→ **Task input**:

——————————

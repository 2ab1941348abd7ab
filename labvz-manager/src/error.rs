//! Error types for the manager crate.

use std::path::PathBuf;

use labvz_executor::ExecutorError;

/// Errors raised while preparing or testing a lab.
#[derive(Debug, thiserror::Error)]
#[non_exhaustive]
pub enum LabError {
    /// The lab spec file is missing or is not a JSON object.
    #[error("lab spec invalid: {0}")]
    LabSpecInvalid(String),

    /// The lab id and repository url do not form a usable cache directory name.
    #[error("invalid lab repository: {0}")]
    InvalidRepository(String),

    /// An error propagated from the executor layer.
    #[error("executor error: {0}")]
    Executor(#[from] ExecutorError),

    /// The management agent could not be reached.
    #[error("transport error: {0}")]
    Transport(String),

    /// The management endpoint or request URI is malformed.
    #[error("invalid endpoint: {0}")]
    InvalidEndpoint(String),

    /// The lab test ran but did not report success.
    #[error("lab test failed: {0}")]
    TestFailed(String),

    /// The settings file could not be read or parsed.
    #[error("settings file {}: {reason}", .path.display())]
    Settings { path: PathBuf, reason: String },

    /// Underlying I/O error.
    #[error(transparent)]
    Io(#[from] std::io::Error),
}
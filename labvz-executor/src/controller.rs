//! VM lifecycle controller.
//!
//! Every public operation takes a raw identifier and passes it through the
//! configured [`IdentifierValidator`] before any privileged invocation.
//! Multi-step operations issue their commands strictly in order and stop at
//! the first failure.

use std::collections::BTreeMap;
use std::fmt;
use std::net::Ipv4Addr;

use chrono::{DateTime, Utc};
use labvz_core::{
    IdentifierValidator, ManagementEndpoint, PartialFailurePolicy, ProvisionConfig,
    ProvisioningSpecBuilder, ResourceSpec, TemplateResolver, VmId,
};
use serde::Serialize;
use tokio::sync::Mutex;
use tracing::Instrument;
use uuid::Uuid;

use crate::activator::{EndpointActivator, FixedPortActivator};
use crate::backend::{ControlTool, ToolCommand};
use crate::gateway::AllocationGateway;
use crate::listing::Listing;
use crate::ExecutorError;

/// Lifecycle state of a VM as last observed by this controller.
#[derive(Debug, Clone, Copy, PartialEq, Eq, Serialize)]
#[non_exhaustive]
pub enum VmState {
    /// Never seen by this controller, or a create that failed before step one.
    Absent,
    Creating,
    Running,
    Restarting,
    Stopping,
    Stopped,
    Destroyed,
}

impl fmt::Display for VmState {
    fn fmt(&self, f: &mut fmt::Formatter<'_>) -> fmt::Result {
        let name = match self {
            Self::Absent => "absent",
            Self::Creating => "creating",
            Self::Running => "running",
            Self::Restarting => "restarting",
            Self::Stopping => "stopping",
            Self::Stopped => "stopped",
            Self::Destroyed => "destroyed",
        };
        f.write_str(name)
    }
}

/// Registry entry for one VM.
#[derive(Debug, Clone, Copy, PartialEq, Eq, Serialize)]
#[non_exhaustive]
pub struct VmRecord {
    pub state: VmState,
    pub updated_at: DateTime<Utc>,
}

/// The ordered steps of a create.
#[derive(Debug, Clone, Copy, PartialEq, Eq)]
pub enum CreateStep {
    Create,
    Start,
    Configure,
}

impl fmt::Display for CreateStep {
    fn fmt(&self, f: &mut fmt::Formatter<'_>) -> fmt::Result {
        f.write_str(match self {
            Self::Create => "create",
            Self::Start => "start",
            Self::Configure => "configure",
        })
    }
}

/// State a partially created VM is left in.
fn settled_after(completed: &[CreateStep]) -> VmState {
    if completed.contains(&CreateStep::Start) {
        VmState::Running
    } else {
        VmState::Stopped
    }
}

/// Orchestrates VM lifecycle operations against a [`ControlTool`].
///
/// Safe to share across tasks: address claims go through one
/// [`AllocationGateway`] and the state registry is behind a mutex.
pub struct VmController<T: ControlTool, A: EndpointActivator = FixedPortActivator> {
    tool: T,
    activator: A,
    config: ProvisionConfig,
    validator: IdentifierValidator,
    resolver: TemplateResolver,
    builder: ProvisioningSpecBuilder,
    gateway: AllocationGateway,
    states: Mutex<BTreeMap<VmId, VmRecord>>,
}

impl<T: ControlTool> VmController<T> {
    /// Create a controller whose endpoints use the configured management port.
    ///
    /// # Errors
    /// Returns [`ExecutorError::Core`] if the configuration is invalid.
    pub fn new(tool: T, config: ProvisionConfig) -> Result<Self, ExecutorError> {
        let activator = FixedPortActivator::new(config.management_port);
        Self::with_activator(tool, activator, config)
    }
}

impl<T: ControlTool, A: EndpointActivator> VmController<T, A> {
    /// Create a controller with a custom endpoint activator.
    ///
    /// # Errors
    /// Returns [`ExecutorError::Core`] if the configuration is invalid.
    pub fn with_activator(
        tool: T,
        activator: A,
        config: ProvisionConfig,
    ) -> Result<Self, ExecutorError> {
        config.validate()?;
        Ok(Self {
            validator: config.identifier_validator(),
            resolver: config.template_resolver(),
            builder: ProvisioningSpecBuilder::new(&config),
            tool,
            activator,
            config,
            gateway: AllocationGateway::new(),
            states: Mutex::new(BTreeMap::new()),
        })
    }

    /// Settings this controller was built with.
    #[must_use]
    pub fn config(&self) -> &ProvisionConfig {
        &self.config
    }

    /// Provision a new VM and return its management endpoint.
    ///
    /// Without `id`, the identifier is derived from the allocated address.
    /// Issues `create`, `start` and `set` in that order; a failure aborts the
    /// remaining steps and is handled per [`PartialFailurePolicy`].
    ///
    /// # Errors
    /// Returns [`ExecutorError::Core`] for an invalid identifier, unsupported
    /// template or exhausted subnets, [`ExecutorError::IdentifierInUse`] for a
    /// taken identifier, and the failing step's tool error otherwise.
    pub async fn create(
        &self,
        spec: &ResourceSpec,
        id: Option<&str>,
    ) -> Result<ManagementEndpoint, ExecutorError> {
        let span = tracing::info_span!("create", provision_id = %Uuid::new_v4());
        self.create_inner(spec, id).instrument(span).await
    }

    async fn create_inner(
        &self,
        spec: &ResourceSpec,
        id: Option<&str>,
    ) -> Result<ManagementEndpoint, ExecutorError> {
        let requested = id.map(|raw| self.validator.validate(raw)).transpose()?;
        let template = self.resolver.resolve(&spec.os, &spec.os_version)?;

        let claim = self
            .gateway
            .claim(&self.tool, &self.config.subnets, &self.validator, requested)
            .await?;
        let id = claim.id();
        let args = self.builder.build(spec, claim.address(), &template);

        tracing::info!(vm_id = %id, address = %claim.address(), %template, "creating VM");
        let previous = self.set_state(id, VmState::Creating).await;

        let steps = [
            (CreateStep::Create, ToolCommand::Create { id, args: args.create }),
            (CreateStep::Start, ToolCommand::Start(id)),
            (CreateStep::Configure, ToolCommand::Set { id, args: args.configure }),
        ];
        let mut completed = Vec::with_capacity(steps.len());
        for (step, command) in steps {
            if let Err(err) = self.tool.invoke(&command).await {
                tracing::error!(vm_id = %id, %step, ?completed, error = %err, "create aborted");
                self.recover_partial(id, previous, &completed).await;
                return Err(err);
            }
            completed.push(step);
        }
        // The listing now shows the VM, so the reservation can go.
        drop(claim);

        self.set_state(id, VmState::Running).await;
        tracing::info!(vm_id = %id, "VM running");
        self.activate_id(id).await
    }

    async fn recover_partial(
        &self,
        id: VmId,
        previous: Option<VmRecord>,
        completed: &[CreateStep],
    ) {
        if completed.is_empty() {
            self.restore_state(id, previous).await;
            return;
        }
        let settled = settled_after(completed);

        if self.config.partial_failure == PartialFailurePolicy::Teardown {
            let started = completed.contains(&CreateStep::Start);
            match self.teardown_known(id, started).await {
                Ok(()) => {
                    tracing::info!(vm_id = %id, "partial VM torn down");
                    return;
                }
                Err(err) => {
                    tracing::error!(vm_id = %id, error = %err, "teardown of partial VM failed");
                }
            }
        } else {
            tracing::warn!(vm_id = %id, state = %settled, "partial VM left for inspection");
        }
        self.set_state(id, settled).await;
    }

    /// Start a VM. Identical to [`VmController::restart`], since the tool's
    /// restart also starts a stopped VM.
    ///
    /// # Errors
    /// Same as [`VmController::restart`].
    pub async fn start(&self, id: &str) -> Result<ManagementEndpoint, ExecutorError> {
        self.restart(id).await
    }

    /// Restart a VM and re-activate its management endpoint.
    ///
    /// # Errors
    /// Returns [`ExecutorError::Core`] for an invalid identifier, the tool
    /// error if the restart fails, and lookup errors from activation.
    pub async fn restart(&self, id: &str) -> Result<ManagementEndpoint, ExecutorError> {
        let id = self.validator.validate(id)?;
        self.transition(id, VmState::Restarting, ToolCommand::Restart(id), VmState::Running)
            .await?;
        self.activate_id(id).await
    }

    /// Stop a VM.
    ///
    /// # Errors
    /// Returns [`ExecutorError::Core`] for an invalid identifier and the tool
    /// error if the stop fails.
    pub async fn stop(&self, id: &str) -> Result<(), ExecutorError> {
        let id = self.validator.validate(id)?;
        self.transition(id, VmState::Stopping, ToolCommand::Stop(id), VmState::Stopped)
            .await
    }

    /// Stop and then destroy a VM.
    ///
    /// The destroy is only issued after the stop succeeded.
    ///
    /// # Errors
    /// Returns [`ExecutorError::Core`] for an invalid identifier and the tool
    /// error of whichever step failed.
    pub async fn destroy(&self, id: &str) -> Result<(), ExecutorError> {
        let id = self.validator.validate(id)?;
        self.teardown_known(id, true).await
    }

    /// Clean up a VM in any state: stop it if the listing says it is
    /// running, then destroy it.
    ///
    /// # Errors
    /// Returns [`ExecutorError::VmNotFound`] if the VM is not listed, and the
    /// tool error of whichever step failed.
    pub async fn teardown(&self, id: &str) -> Result<(), ExecutorError> {
        let id = self.validator.validate(id)?;
        let listing = self.gateway.snapshot(&self.tool).await?;
        let running = listing
            .find(id)
            .ok_or(ExecutorError::VmNotFound(id))?
            .is_running();
        self.teardown_known(id, running).await
    }

    async fn teardown_known(&self, id: VmId, running: bool) -> Result<(), ExecutorError> {
        if running {
            self.transition(id, VmState::Stopping, ToolCommand::Stop(id), VmState::Stopped)
                .await?;
        }
        self.transition(id, VmState::Stopped, ToolCommand::Destroy(id), VmState::Destroyed)
            .await
    }

    /// Address of a VM, read from the live listing.
    ///
    /// # Errors
    /// Returns [`ExecutorError::VmNotFound`] if the VM is not listed and
    /// [`ExecutorError::AddressNotAssigned`] if it has no address.
    pub async fn get_address(&self, id: &str) -> Result<Ipv4Addr, ExecutorError> {
        let id = self.validator.validate(id)?;
        self.address_of(id).await
    }

    /// Whether the live listing reports the VM as running.
    ///
    /// # Errors
    /// Returns [`ExecutorError::VmNotFound`] if the VM is not listed.
    pub async fn is_running(&self, id: &str) -> Result<bool, ExecutorError> {
        let id = self.validator.validate(id)?;
        let listing = self.gateway.snapshot(&self.tool).await?;
        listing
            .find(id)
            .map(crate::listing::ListingEntry::is_running)
            .ok_or(ExecutorError::VmNotFound(id))
    }

    /// Look up the VM's address and pair it with its management port.
    ///
    /// # Errors
    /// Same as [`VmController::get_address`], plus activator failures.
    pub async fn activate(&self, id: &str) -> Result<ManagementEndpoint, ExecutorError> {
        let id = self.validator.validate(id)?;
        self.activate_id(id).await
    }

    /// Last state this controller recorded for the VM.
    ///
    /// # Errors
    /// Returns [`ExecutorError::Core`] for an invalid identifier.
    pub async fn state(&self, id: &str) -> Result<VmState, ExecutorError> {
        Ok(self
            .record(id)
            .await?
            .map_or(VmState::Absent, |record| record.state))
    }

    /// Registry entry for the VM, if this controller has seen it.
    ///
    /// # Errors
    /// Returns [`ExecutorError::Core`] for an invalid identifier.
    pub async fn record(&self, id: &str) -> Result<Option<VmRecord>, ExecutorError> {
        let id = self.validator.validate(id)?;
        Ok(self.states.lock().await.get(&id).copied())
    }

    /// Every VM on the host.
    ///
    /// # Errors
    /// Propagates listing tool failures.
    pub async fn list(&self) -> Result<Listing, ExecutorError> {
        self.gateway.snapshot(&self.tool).await
    }

    /// Check the control tools are installed.
    ///
    /// # Errors
    /// Propagates [`ControlTool::health_check`] failures.
    pub async fn health_check(&self) -> Result<(), ExecutorError> {
        self.tool.health_check().await
    }

    async fn address_of(&self, id: VmId) -> Result<Ipv4Addr, ExecutorError> {
        let listing = self.gateway.snapshot(&self.tool).await?;
        listing
            .find(id)
            .ok_or(ExecutorError::VmNotFound(id))?
            .address()
            .ok_or(ExecutorError::AddressNotAssigned(id))
    }

    async fn activate_id(&self, id: VmId) -> Result<ManagementEndpoint, ExecutorError> {
        let address = self.address_of(id).await?;
        self.activator.activate(id, address).await
    }

    async fn transition(
        &self,
        id: VmId,
        transient: VmState,
        command: ToolCommand,
        settled: VmState,
    ) -> Result<(), ExecutorError> {
        let previous = self.set_state(id, transient).await;
        if let Err(err) = self.tool.invoke(&command).await {
            tracing::warn!(
                vm_id = %id,
                subcommand = command.subcommand(),
                error = %err,
                "lifecycle step failed"
            );
            self.restore_state(id, previous).await;
            return Err(err);
        }
        self.set_state(id, settled).await;
        tracing::info!(vm_id = %id, state = %settled, "VM state changed");
        Ok(())
    }

    async fn restore_state(&self, id: VmId, previous: Option<VmRecord>) {
        let mut states = self.states.lock().await;
        match previous {
            Some(record) => states.insert(id, record),
            None => states.remove(&id),
        };
    }

    async fn set_state(&self, id: VmId, state: VmState) -> Option<VmRecord> {
        self.states.lock().await.insert(
            id,
            VmRecord {
                state,
                updated_at: Utc::now(),
            },
        )
    }
}
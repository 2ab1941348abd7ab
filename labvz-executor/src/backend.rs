//! Control-tool abstraction.
//!
//! The controller only speaks [`ToolCommand`]s; an implementation decides how
//! they reach the host (the real `vzctl`, or an in-memory fake in tests).

use std::fmt;
use std::sync::Arc;

use async_trait::async_trait;
use labvz_core::VmId;

use crate::ExecutorError;

/// One privileged control-tool invocation.
#[derive(Debug, Clone, PartialEq, Eq)]
#[non_exhaustive]
pub enum ToolCommand {
    /// `create <id> <args>`
    Create { id: VmId, args: Vec<String> },
    /// `start <id>`
    Start(VmId),
    /// `stop <id>`
    Stop(VmId),
    /// `restart <id>`
    Restart(VmId),
    /// `set <id> <args>`
    Set { id: VmId, args: Vec<String> },
    /// `destroy <id>`
    Destroy(VmId),
}

impl ToolCommand {
    /// Subcommand name as the tool spells it.
    #[must_use]
    pub fn subcommand(&self) -> &'static str {
        match self {
            Self::Create { .. } => "create",
            Self::Start(_) => "start",
            Self::Stop(_) => "stop",
            Self::Restart(_) => "restart",
            Self::Set { .. } => "set",
            Self::Destroy(_) => "destroy",
        }
    }

    /// The VM this command targets.
    #[must_use]
    pub fn id(&self) -> VmId {
        match self {
            Self::Create { id, .. }
            | Self::Set { id, .. }
            | Self::Start(id)
            | Self::Stop(id)
            | Self::Restart(id)
            | Self::Destroy(id) => *id,
        }
    }

    /// Full argument vector: subcommand, id, then any extra arguments.
    #[must_use]
    pub fn to_args(&self) -> Vec<String> {
        let mut args = vec![self.subcommand().to_owned(), self.id().to_string()];
        if let Self::Create { args: extra, .. } | Self::Set { args: extra, .. } = self {
            args.extend(extra.iter().cloned());
        }
        args
    }
}

impl fmt::Display for ToolCommand {
    fn fmt(&self, f: &mut fmt::Formatter<'_>) -> fmt::Result {
        f.write_str(&self.to_args().join(" "))
    }
}

/// Privileged control and listing tool.
///
/// Implementations must be `Send + Sync` to allow use across async tasks.
///
/// # Cancel Safety
/// Dropping an in-flight future kills the tool process. Callers that need a
/// sequence to stop part-way should stop issuing commands instead.
#[async_trait]
pub trait ControlTool: Send + Sync {
    /// Run one control command to completion.
    ///
    /// # Errors
    /// Returns [`ExecutorError::ToolInvocationFailed`] on a nonzero exit and
    /// [`ExecutorError::ToolTimeout`] if the tool overruns.
    async fn invoke(&self, command: &ToolCommand) -> Result<(), ExecutorError>;

    /// Fetch the raw live listing of every VM on the host.
    ///
    /// # Errors
    /// Same failure kinds as [`ControlTool::invoke`].
    async fn list(&self) -> Result<String, ExecutorError>;

    /// Check that the tools are installed.
    ///
    /// # Errors
    /// Returns [`ExecutorError::BinaryNotFound`] if a tool is missing.
    async fn health_check(&self) -> Result<(), ExecutorError>;
}

#[async_trait]
impl<T: ControlTool + ?Sized> ControlTool for Arc<T> {
    async fn invoke(&self, command: &ToolCommand) -> Result<(), ExecutorError> {
        (**self).invoke(command).await
    }

    async fn list(&self) -> Result<String, ExecutorError> {
        (**self).list().await
    }

    async fn health_check(&self) -> Result<(), ExecutorError> {
        (**self).health_check().await
    }
}
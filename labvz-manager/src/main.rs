//! Entry point for the `labvz` command line.

use clap::Parser;
use labvz_manager::cli::{run, Cli};
use tracing_subscriber::EnvFilter;

#[tokio::main]
async fn main() {
    let filter = EnvFilter::try_from_default_env().unwrap_or_else(|_| EnvFilter::new("info"));
    tracing_subscriber::fmt()
        .with_env_filter(filter)
        .with_writer(std::io::stderr)
        .init();

    let cli = Cli::parse();
    if let Err(e) = run(cli).await {
        tracing::error!(error = %e, "labvz failed");
        std::process::exit(1);
    }
}
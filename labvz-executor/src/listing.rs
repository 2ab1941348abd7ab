//! Parsing of the live VM listing.
//!
//! Expects the `ctid status ip hostname` column layout requested by
//! [`crate::vzctl::LISTING_ARGS`]. A VM with several addresses prints them all
//! in the ip column, so every token between the status and the last column is
//! treated as an address.

use std::collections::HashSet;
use std::fmt;
use std::net::Ipv4Addr;

use labvz_core::VmId;
use serde::Serialize;

/// Status word reported by the listing tool.
#[derive(Debug, Clone, PartialEq, Eq, Serialize)]
#[non_exhaustive]
pub enum VmStatus {
    Running,
    Stopped,
    Mounted,
    Suspended,
    /// Any status word not listed above, kept verbatim.
    Other(String),
}

impl VmStatus {
    fn parse(word: &str) -> Self {
        match word {
            "running" => Self::Running,
            "stopped" => Self::Stopped,
            "mounted" => Self::Mounted,
            "suspended" => Self::Suspended,
            other => Self::Other(other.to_owned()),
        }
    }
}

impl fmt::Display for VmStatus {
    fn fmt(&self, f: &mut fmt::Formatter<'_>) -> fmt::Result {
        match self {
            Self::Running => f.write_str("running"),
            Self::Stopped => f.write_str("stopped"),
            Self::Mounted => f.write_str("mounted"),
            Self::Suspended => f.write_str("suspended"),
            Self::Other(word) => f.write_str(word),
        }
    }
}

/// One row of the listing.
#[derive(Debug, Clone, PartialEq, Eq, Serialize)]
#[non_exhaustive]
pub struct ListingEntry {
    /// Raw container id. Ids at or below 100 can exist on a host even though
    /// this crate never creates them, and their addresses still count as used.
    pub ctid: u32,
    pub status: VmStatus,
    pub addresses: Vec<Ipv4Addr>,
    pub hostname: Option<String>,
}

impl ListingEntry {
    /// First assigned address, if any.
    #[must_use]
    pub fn address(&self) -> Option<Ipv4Addr> {
        self.addresses.first().copied()
    }

    /// Whether the listing reports the VM as running.
    #[must_use]
    pub fn is_running(&self) -> bool {
        self.status == VmStatus::Running
    }

    fn parse(line: &str) -> Option<Self> {
        let tokens: Vec<&str> = line.split_whitespace().collect();
        let (ctid, status, rest) = match tokens.as_slice() {
            [ctid, status, rest @ ..] if !rest.is_empty() => (*ctid, *status, rest),
            _ => return None,
        };
        // Header lines and named containers have a non-numeric first column.
        let ctid: u32 = ctid.parse().ok()?;

        let (address_columns, hostname) = match rest {
            [only] => (std::slice::from_ref(only), None),
            [addresses @ .., hostname] => (addresses, Some(*hostname)),
            [] => return None,
        };

        Some(Self {
            ctid,
            status: VmStatus::parse(status),
            addresses: address_columns.iter().filter_map(|a| a.parse().ok()).collect(),
            hostname: hostname.filter(|h| *h != "-").map(str::to_owned),
        })
    }
}

/// Point-in-time snapshot of every VM on the host.
#[derive(Debug, Clone, Default, PartialEq, Eq, Serialize)]
pub struct Listing {
    entries: Vec<ListingEntry>,
}

impl Listing {
    /// Parse the listing tool's output, skipping lines that are not VM rows.
    #[must_use]
    pub fn parse(text: &str) -> Self {
        let entries = text
            .lines()
            .filter(|line| !line.trim().is_empty())
            .filter_map(|line| {
                let entry = ListingEntry::parse(line);
                if entry.is_none() {
                    tracing::debug!(line, "skipping unparseable listing row");
                }
                entry
            })
            .collect();
        Self { entries }
    }

    /// All rows, in listing order.
    #[must_use]
    pub fn entries(&self) -> &[ListingEntry] {
        &self.entries
    }

    /// Row for the given VM.
    #[must_use]
    pub fn find(&self, id: VmId) -> Option<&ListingEntry> {
        self.entries.iter().find(|entry| entry.ctid == id.get())
    }

    /// Whether the VM exists on the host.
    #[must_use]
    pub fn contains(&self, id: VmId) -> bool {
        self.find(id).is_some()
    }

    /// Every address held by any listed VM.
    #[must_use]
    pub fn used_addresses(&self) -> HashSet<Ipv4Addr> {
        self.entries
            .iter()
            .flat_map(|entry| entry.addresses.iter().copied())
            .collect()
    }
}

——————————

→ **Task brief**: Whenever a line above has the word "before" in it, copy that line.

→ **Response to this task**:
//! configured [`IdentifierValidator`] before any privileged invocation.
    /// Never seen by this controller, or a create that failed before step one.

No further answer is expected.